Task inputs Start Marker

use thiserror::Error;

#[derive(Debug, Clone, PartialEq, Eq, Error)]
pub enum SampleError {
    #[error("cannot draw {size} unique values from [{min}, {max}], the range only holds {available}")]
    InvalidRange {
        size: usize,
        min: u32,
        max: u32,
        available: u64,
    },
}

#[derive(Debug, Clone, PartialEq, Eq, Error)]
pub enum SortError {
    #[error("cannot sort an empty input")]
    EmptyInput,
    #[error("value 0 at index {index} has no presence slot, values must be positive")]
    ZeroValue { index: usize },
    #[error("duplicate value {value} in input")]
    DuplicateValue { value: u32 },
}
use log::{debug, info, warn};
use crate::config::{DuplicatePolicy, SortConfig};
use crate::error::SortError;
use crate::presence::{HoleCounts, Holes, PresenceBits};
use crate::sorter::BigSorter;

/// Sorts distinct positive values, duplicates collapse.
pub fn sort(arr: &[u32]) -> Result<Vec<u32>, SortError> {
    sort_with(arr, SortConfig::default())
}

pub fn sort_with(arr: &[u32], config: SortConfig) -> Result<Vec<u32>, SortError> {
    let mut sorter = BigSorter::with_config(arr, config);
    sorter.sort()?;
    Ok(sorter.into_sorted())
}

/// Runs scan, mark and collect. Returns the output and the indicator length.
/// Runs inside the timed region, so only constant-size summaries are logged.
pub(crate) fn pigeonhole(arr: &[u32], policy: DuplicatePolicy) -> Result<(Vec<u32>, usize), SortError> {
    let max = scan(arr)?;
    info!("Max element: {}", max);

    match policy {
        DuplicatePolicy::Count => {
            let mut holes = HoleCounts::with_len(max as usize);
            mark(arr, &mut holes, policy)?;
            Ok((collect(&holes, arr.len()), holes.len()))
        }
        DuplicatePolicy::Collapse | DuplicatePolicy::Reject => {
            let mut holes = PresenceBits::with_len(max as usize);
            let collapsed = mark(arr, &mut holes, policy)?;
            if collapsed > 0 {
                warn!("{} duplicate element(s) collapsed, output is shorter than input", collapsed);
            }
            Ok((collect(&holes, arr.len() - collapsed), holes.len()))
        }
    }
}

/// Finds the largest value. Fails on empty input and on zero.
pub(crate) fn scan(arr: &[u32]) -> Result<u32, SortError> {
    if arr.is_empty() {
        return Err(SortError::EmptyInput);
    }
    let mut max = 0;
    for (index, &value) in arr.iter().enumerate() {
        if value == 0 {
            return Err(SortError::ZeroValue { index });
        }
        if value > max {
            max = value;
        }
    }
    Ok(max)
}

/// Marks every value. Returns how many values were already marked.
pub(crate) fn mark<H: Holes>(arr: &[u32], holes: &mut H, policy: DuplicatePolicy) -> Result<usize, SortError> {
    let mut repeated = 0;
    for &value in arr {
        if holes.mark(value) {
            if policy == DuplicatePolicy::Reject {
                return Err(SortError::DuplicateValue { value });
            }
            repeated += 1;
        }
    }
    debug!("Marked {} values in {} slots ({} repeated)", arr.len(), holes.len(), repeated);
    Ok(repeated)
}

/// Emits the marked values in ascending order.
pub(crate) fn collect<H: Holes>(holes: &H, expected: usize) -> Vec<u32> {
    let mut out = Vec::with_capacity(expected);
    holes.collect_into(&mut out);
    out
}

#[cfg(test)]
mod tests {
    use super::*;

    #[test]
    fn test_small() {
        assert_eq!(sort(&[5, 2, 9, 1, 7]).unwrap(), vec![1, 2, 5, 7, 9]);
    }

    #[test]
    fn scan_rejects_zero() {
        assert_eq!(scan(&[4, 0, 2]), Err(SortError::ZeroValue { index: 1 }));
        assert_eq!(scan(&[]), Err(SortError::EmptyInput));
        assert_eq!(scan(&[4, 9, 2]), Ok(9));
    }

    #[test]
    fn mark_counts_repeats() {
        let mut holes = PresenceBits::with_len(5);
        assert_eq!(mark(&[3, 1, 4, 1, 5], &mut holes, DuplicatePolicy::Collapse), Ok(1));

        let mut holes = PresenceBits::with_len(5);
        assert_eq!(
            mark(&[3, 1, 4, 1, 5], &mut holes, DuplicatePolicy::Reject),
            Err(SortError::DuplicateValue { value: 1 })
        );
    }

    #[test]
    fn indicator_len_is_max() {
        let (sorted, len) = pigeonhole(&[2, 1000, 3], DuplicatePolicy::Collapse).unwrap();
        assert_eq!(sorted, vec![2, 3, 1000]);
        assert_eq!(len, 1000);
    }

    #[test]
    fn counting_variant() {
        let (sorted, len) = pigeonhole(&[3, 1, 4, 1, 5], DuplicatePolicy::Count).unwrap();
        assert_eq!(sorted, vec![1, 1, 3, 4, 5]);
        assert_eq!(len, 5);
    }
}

Task inputs End Marker

● **What needs to be done**
Work out how many lines of the preceding data contain the word "crate". Reply with that number only.

● **Task result**
8